In the world of enterprise operations, process mining has become a powerful beacon. It shows us where friction lies, where exceptions multiply, where rework creeps in. But for many organizations, that’s where mining stops: uncovering “what is,” without changing “what could be.”
In 2025, a new paradigm is emerging — process mining plus agentic AI. Instead of merely detecting deviations, your systems can correct them autonomously.
The Evolution: Visibility → Action → Optimization
Traditionally, process mining offers dashboards, conformance reports, and root-cause analyses. But each insight often still triggers manual investigation: humans evaluate, decide, act.
What if the system itself could take action?
Now, with agentic AI layered on top of mining:
- The mining engine detects an anomaly (e.g., a recurring invoice exception, a high-risk PO, or slow GR processing).
- An agent evaluates possible remediation paths, based on historical data, risk policy, and current context.
- The agent executes the corrective action (enrich data, escalate, route, or fix), logs the decision, and monitors outcomes.
- Feedback flows back into both the process mining model and the agent, enabling continuous learning.

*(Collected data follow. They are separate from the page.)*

#[cfg(test)]
mod tests {
    use super::*;
    use crate::fetch::Source;

    fn ctx() -> ParseContext {
        ParseContext::new(
            Source::NseXbrlFiling,
            NaiveDate::from_ymd_opt(2024, 1, 15).expect("date"),
        )
        .with_symbol("RELIANCE")
    }

    fn fixture_xml() -> String {
        r#"<?xml version="1.0"?>
<xbrl xmlns:xbrli="http://www.xbrl.org/2003/instance" xmlns:in-bse-fin="http://example/fin">
  <xbrli:context id="FY24Q3">
    <xbrli:entity><xbrli:identifier scheme="http://nseindia.com">RELIANCE</xbrli:identifier></xbrli:entity>
    <xbrli:period>
      <xbrli:startDate>2023-10-01</xbrli:startDate>
      <xbrli:endDate>2023-12-31</xbrli:endDate>
    </xbrli:period>
  </xbrli:context>
  <xbrli:unit id="INR"><xbrli:measure>iso4217:INR</xbrli:measure></xbrli:unit>
  <xbrli:unit id="INRPerShare"><xbrli:measure>in-bse-fin:INRPerShare</xbrli:measure></xbrli:unit>
  <in-bse-fin:LevelOfRoundingUsedInFinancialStatements contextRef="FY24Q3">Crores</in-bse-fin:LevelOfRoundingUsedInFinancialStatements>
  <in-bse-fin:Symbol contextRef="FY24Q3">RELIANCE</in-bse-fin:Symbol>
  <in-bse-fin:RevenueFromOperations contextRef="FY24Q3" unitRef="INR">22500</in-bse-fin:RevenueFromOperations>
  <in-bse-fin:ProfitBeforeTax contextRef="FY24Q3" unitRef="INR">4100</in-bse-fin:ProfitBeforeTax>
  <in-bse-fin:BasicEarningsLossPerShareFromContinuingOperations contextRef="FY24Q3" unitRef="INRPerShare">25.5</in-bse-fin:BasicEarningsLossPerShareFromContinuingOperations>
</xbrl>"#
            .to_string()
    }

    #[test]
    fn monetary_facts_scale_per_share_facts_do_not() {
        let df = XbrlFinancialsParser
            .parse(&Bytes::from(fixture_xml()), &ctx())
            .expect("parse succeeds");
        assert_eq!(df.height(), 1);

        let revenue = df
            .column("revenue_from_operations")
            .and_then(|c| c.f64().cloned())
            .expect("revenue column");
        assert_eq!(revenue.get(0), Some(22500.0 / 1e7));

        let eps = df
            .column("basic_eps")
            .and_then(|c| c.f64().cloned())
            .expect("eps column");
        assert_eq!(eps.get(0), Some(25.5));
    }

    #[test]
    fn period_comes_from_the_dominant_context() {
        let df = XbrlFinancialsParser
            .parse(&Bytes::from(fixture_xml()), &ctx())
            .expect("parse succeeds");

        let end = df.column("period_end").expect("period_end column");
        assert_eq!(end.null_count(), 0);
    }

    #[test]
    fn broken_xml_is_fatal() {
        let err = XbrlFinancialsParser
            .parse(&Bytes::from("<xbrl><unclosed".to_string()), &ctx())
            .expect_err("must fail");
        assert!(!err.is_retryable());
    }
}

This is more than automation. It’s autonomous process improvement.
Business Value — Why This Matters to Leaders
- Reduced cycle times: Less rework, less waiting, faster throughput.
- Lower operating cost: With agents managing exceptions, headcount can shift to more strategic areas.
- Better compliance: Automated correction of policy violations ensures governance at scale.
- Continuous risk mitigation: Agents act quickly when anomalies occur, reducing risk exposure.
In a disruptive world, enterprises that self-heal are more resilient.
Use Cases That Make Sense Now
Some of the most compelling applications for this combined approach:
- Accounts Payable: Process mining flags invoices with unusual payment terms or unmatched POs; agents enrich data, contact vendors, or escalate for approval.
- Procurement: Mining reveals that certain sourcing events always stall; agents can proactively draft better RFx or suggest negotiation paths.
- Order-to-Cash: Agents identify stuck orders, overdue payments, or invoicing mismatches and correct or dispatch root fixes.
- Shared Services: Mining highlights long ticket-resolution times; agents automatically triage, propose fixes, or reassign work.
Operational Guardrails & Governance
Autonomous remediation is powerful — but without guardrails it can be risky:
- Decision policies must be encoded (what an agent can fix, what needs human review).
- All actions must be auditable, with a clear trail of “why the agent did this.”
- There must be escalation logic — for high-risk or ambiguous exceptions.
- Feedback loops are essential: agent decisions should be evaluated, corrected, and learned from.
Governance here is not a burden — it’s the foundation for trust.
Adopting the Model
Here’s a rough roadmap for leaders:
- Baseline with Mining: Deploy process mining to discover your biggest pain points.
- Pilot with Agentic Remediation: Focus on one use case (e.g., AP exception) and build a “detect + act” loop.
- Establish Governance: Define policies, escalation, audit trails, and roles.
- Scale: Expand to other functions, using learnings from the pilot.
- Optimize Continuously: Use feedback from agent outcomes to refine both the mining models and decision logic.
The Strategic Payoff
Organizations that master “mining + agentic action” don’t just run cleaner processes — they operate on a self-improving feedback loop. This gives them a sustainable, scalable way to drive operational excellence, reduce risk, and deliver business value — continuously, not in occasional transformation waves.
For senior leaders in Operations, GBS, Finance, or Procurement, this isn’t “nice to have.” It’s a competitive differentiator in the age of intelligent enterprise orchestration.